Some academics argue that the catchy phrase of an ambitious “Global Europe” has expired and that this age should be about Strategic or Selective Europe. What are the main points on the EEAS strategic agenda?

The priorities were identified by Cathy Ashton by the beginning of her mandate. We may adapt a couple of things but what she said one year ago is still very valid. First priority is to concentrate on the neighbourhood, and it was validated by events in North Africa. Furthermore, we focus on strategic partnerships, which combine traditional partners like the US, but also the new partners of emerging new governments. She has also invested heavily in building up a relationship with Russia, with China and with Turkey, which is an increasingly important player, particularly in the region of the Middle East. She has also devoted a lot of time and attention to the setting up of the Service, which is an on-going process. But I think that horizontal priorities of hers are very much reflected in what we do in the EEAS such as Human Rights Policy.

How do you see a future of the EEAS, where is it heading to?

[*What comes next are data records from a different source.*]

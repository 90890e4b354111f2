use bytemuck::{Pod, Zeroable};
use std::f32::consts::FRAC_1_SQRT_2;
use vulkano::pipeline::graphics::vertex_input::Vertex;

/// One entry of the shared vertex buffer. The byte layout (size 36,
/// offsets 0/12/16/24) is what the pipelines declare via `per_vertex`,
/// so the two can never drift apart.
#[derive(Clone, Copy, Debug, Default, Vertex, Zeroable, Pod)]
#[repr(C)]
pub struct Vert {
    #[format(R32G32B32_SFLOAT)]
    pub position: [f32; 3],
    #[format(R8G8B8A8_UNORM)]
    pub colour: [u8; 4],
    #[format(R32G32_SFLOAT)]
    pub uv: [f32; 2],
    #[format(R32G32B32_SFLOAT)]
    pub normal: [f32; 3],
}

/// A window into the shared vertex buffer, addressed in vertices.
#[derive(Clone, Copy, Debug, PartialEq, Eq)]
pub struct VertexRange {
    pub first: u32,
    pub count: u32,
}

pub const VERTEX_COUNT: usize = 78;

/// Unit cube (±1), six faces of two triangles.
pub const CUBE: VertexRange = VertexRange { first: 0, count: 36 };
pub const CUBE_FRONT: VertexRange = VertexRange { first: 0, count: 6 };
pub const CUBE_BACK: VertexRange = VertexRange { first: 6, count: 6 };
pub const CUBE_SIDES: VertexRange = VertexRange { first: 12, count: 24 };
/// Trapezoid quad in the z = 0 plane.
pub const QUAD: VertexRange = VertexRange { first: 36, count: 6 };
/// Crate (±0.5), six faces of four vertices, each drawn as a triangle fan.
pub const CRATE_FACES: [VertexRange; 6] = [
    VertexRange { first: 42, count: 4 },
    VertexRange { first: 46, count: 4 },
    VertexRange { first: 50, count: 4 },
    VertexRange { first: 54, count: 4 },
    VertexRange { first: 58, count: 4 },
    VertexRange { first: 62, count: 4 },
];
/// Four-triangle pyramid roof sharing the apex (0, 1, 0).
pub const HAT: VertexRange = VertexRange { first: 66, count: 12 };

const RED: [u8; 4] = [255, 0, 0, 255];
const GREEN: [u8; 4] = [0, 255, 0, 255];
const BLUE: [u8; 4] = [0, 0, 255, 255];
const BLACK: [u8; 4] = [0, 0, 0, 255];
const GREY: [u8; 4] = [128, 128, 128, 255];
const MAGENTA: [u8; 4] = [255, 0, 255, 255];

const HAT_APEX: [f32; 3] = [0.0, 1.0, 0.0];

const fn v(position: [f32; 3], colour: [u8; 4], uv: [f32; 2], normal: [f32; 3]) -> Vert {
    Vert {
        position,
        colour,
        uv,
        normal,
    }
}

/// Two triangles for one rectangular face, emitted in the order
/// bl, br, tr, bl, tl, tr. Colours are given per corner role.
fn tri_face(
    bl: [f32; 3],
    br: [f32; 3],
    tr: [f32; 3],
    tl: [f32; 3],
    colours: [[u8; 4]; 4],
    normal: [f32; 3],
) -> [Vert; 6] {
    [
        v(bl, colours[0], [0.0, 0.0], normal),
        v(br, colours[1], [1.0, 0.0], normal),
        v(tr, colours[2], [1.0, 1.0], normal),
        v(bl, colours[0], [0.0, 0.0], normal),
        v(tl, colours[3], [0.0, 1.0], normal),
        v(tr, colours[2], [1.0, 1.0], normal),
    ]
}

/// Four corners of one face, fanned around the first vertex.
fn fan_face(
    bl: [f32; 3],
    br: [f32; 3],
    tr: [f32; 3],
    tl: [f32; 3],
    colours: [[u8; 4]; 4],
    normal: [f32; 3],
) -> [Vert; 4] {
    [
        v(bl, colours[0], [0.0, 0.0], normal),
        v(br, colours[1], [1.0, 0.0], normal),
        v(tr, colours[2], [1.0, 1.0], normal),
        v(tl, colours[3], [0.0, 1.0], normal),
    ]
}

/// One slope of the hat: two base corners and the shared apex.
fn hat_tri(a: [f32; 3], b: [f32; 3], normal: [f32; 3]) -> [Vert; 3] {
    [
        v(a, BLACK, [0.0, 0.0], normal),
        v(b, BLACK, [0.0, 1.0], normal),
        v(HAT_APEX, BLUE, [0.5, 1.0], normal),
    ]
}

/// The full 78-vertex table shared by both scenes, in buffer order.
pub fn scene_vertices() -> Vec<Vert> {
    let cube = [RED, GREEN, BLUE, GREEN];
    let s = FRAC_1_SQRT_2;

    let mut verts = Vec::with_capacity(VERTEX_COUNT);

    // Unit cube, ±1 on every axis.
    verts.extend(tri_face(
        [-1.0, -1.0, -1.0],
        [1.0, -1.0, -1.0],
        [1.0, 1.0, -1.0],
        [-1.0, 1.0, -1.0],
        cube,
        [0.0, 0.0, -1.0],
    ));
    verts.extend(tri_face(
        [-1.0, -1.0, 1.0],
        [1.0, -1.0, 1.0],
        [1.0, 1.0, 1.0],
        [-1.0, 1.0, 1.0],
        cube,
        [0.0, 0.0, 1.0],
    ));
    verts.extend(tri_face(
        [-1.0, -1.0, -1.0],
        [-1.0, -1.0, 1.0],
        [-1.0, 1.0, 1.0],
        [-1.0, 1.0, -1.0],
        cube,
        [-1.0, 0.0, 0.0],
    ));
    verts.extend(tri_face(
        [1.0, -1.0, 1.0],
        [1.0, -1.0, -1.0],
        [1.0, 1.0, -1.0],
        [1.0, 1.0, 1.0],
        cube,
        [1.0, 0.0, 0.0],
    ));
    verts.extend(tri_face(
        [-1.0, 1.0, 1.0],
        [1.0, 1.0, 1.0],
        [1.0, 1.0, -1.0],
        [-1.0, 1.0, -1.0],
        cube,
        [0.0, 1.0, 0.0],
    ));
    verts.extend(tri_face(
        [1.0, -1.0, 1.0],
        [-1.0, -1.0, 1.0],
        [-1.0, -1.0, -1.0],
        [1.0, -1.0, -1.0],
        cube,
        [0.0, -1.0, 0.0],
    ));

    // Trapezoid quad.
    verts.extend(tri_face(
        [-0.5, -1.0, 0.0],
        [0.5, -1.0, 0.0],
        [0.3, 0.0, 0.0],
        [-0.3, 0.0, 0.0],
        [GREY; 4],
        [0.0, 0.0, 1.0],
    ));

    // Crate, ±0.5, one fan per face.
    verts.extend(fan_face(
        [-0.5, -0.5, 0.5],
        [0.5, -0.5, 0.5],
        [0.5, 0.5, 0.5],
        [-0.5, 0.5, 0.5],
        [MAGENTA, GREEN, BLUE, BLACK],
        [0.0, 0.0, 1.0],
    ));
    verts.extend(fan_face(
        [0.5, -0.5, 0.5],
        [0.5, -0.5, -0.5],
        [0.5, 0.5, -0.5],
        [0.5, 0.5, 0.5],
        [RED, BLUE, GREEN, BLACK],
        [1.0, 0.0, 0.0],
    ));
    verts.extend(fan_face(
        [0.5, -0.5, -0.5],
        [-0.5, -0.5, -0.5],
        [-0.5, 0.5, -0.5],
        [0.5, 0.5, -0.5],
        [BLUE, BLACK, BLUE, BLACK],
        [0.0, 0.0, -1.0],
    ));
    verts.extend(fan_face(
        [-0.5, -0.5, -0.5],
        [-0.5, -0.5, 0.5],
        [-0.5, 0.5, 0.5],
        [-0.5, 0.5, -0.5],
        [BLUE, BLACK, BLUE, BLACK],
        [-1.0, 0.0, 0.0],
    ));
    verts.extend(fan_face(
        [-0.5, 0.5, 0.5],
        [0.5, 0.5, 0.5],
        [0.5, 0.5, -0.5],
        [-0.5, 0.5, -0.5],
        [BLUE, BLACK, BLUE, BLACK],
        [0.0, 1.0, 0.0],
    ));
    verts.extend(fan_face(
        [-0.5, -0.5, -0.5],
        [0.5, -0.5, -0.5],
        [0.5, -0.5, 0.5],
        [-0.5, -0.5, 0.5],
        [BLUE, BLACK, BLUE, BLACK],
        [0.0, -1.0, 0.0],
    ));

    // Hat slopes, wound around the apex.
    verts.extend(hat_tri([-0.5, 0.5, 0.5], [0.5, 0.5, 0.5], [0.0, s, s]));
    verts.extend(hat_tri([0.5, 0.5, 0.5], [0.5, 0.5, -0.5], [s, s, 0.0]));
    verts.extend(hat_tri([0.5, 0.5, -0.5], [-0.5, 0.5, -0.5], [0.0, s, -s]));
    verts.extend(hat_tri([-0.5, 0.5, -0.5], [-0.5, 0.5, 0.5], [-s, s, 0.0]));

    verts
}

#[cfg(test)]
mod tests {
    use super::*;
    use std::mem::{offset_of, size_of};

    #[test]
    fn table_has_expected_length() {
        assert_eq!(scene_vertices().len(), VERTEX_COUNT);
    }

    #[test]
    fn ranges_are_contiguous_and_in_bounds() {
        let mut covered = 0u32;
        let mut runs: Vec<VertexRange> = vec![CUBE, QUAD];
        runs.extend(CRATE_FACES);
        runs.push(HAT);
        for range in runs {
            assert_eq!(range.first, covered);
            covered += range.count;
        }
        assert_eq!(covered as usize, VERTEX_COUNT);

        // The cube sub-ranges tile the cube run.
        assert_eq!(CUBE_FRONT.first + CUBE_FRONT.count, CUBE_BACK.first);
        assert_eq!(CUBE_BACK.first + CUBE_BACK.count, CUBE_SIDES.first);
        assert_eq!(
            CUBE_SIDES.first + CUBE_SIDES.count,
            CUBE.first + CUBE.count
        );
    }

    #[test]
    fn vertex_layout_matches_declared_offsets() {
        assert_eq!(size_of::<Vert>(), 36);
        assert_eq!(offset_of!(Vert, position), 0);
        assert_eq!(offset_of!(Vert, colour), 12);
        assert_eq!(offset_of!(Vert, uv), 16);
        assert_eq!(offset_of!(Vert, normal), 24);
    }

    #[test]
    fn hat_slopes_share_the_apex() {
        let verts = scene_vertices();
        for slope in 0..4 {
            let apex = verts[(HAT.first + slope * 3 + 2) as usize];
            assert_eq!(apex.position, HAT_APEX);
        }
    }

    #[test]
    fn crate_faces_are_fans_of_four() {
        for face in CRATE_FACES {
            assert_eq!(face.count, 4);
        }
    }
}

We should be able to demonstrate our added value. That is what everybody expects. We are able to show what we, as a new Service, can do differently. We can use different instruments in coordinated ways such as development, traditional diplomacy and elements of defence policy in a single institutional framework what is a new quality. Soon, we will start programming our financial instruments for the next seven years budget as of 2014. Furthermore, we will continue our engagement in a neighbourhood area. And of course, we will work on synergy or better coordination between civilian and military actors, for example, trying to focus on security and development actors. Americans are doing the same, the World Bank is doing the same, and many European countries are very much engaged in building up that kind of an approach.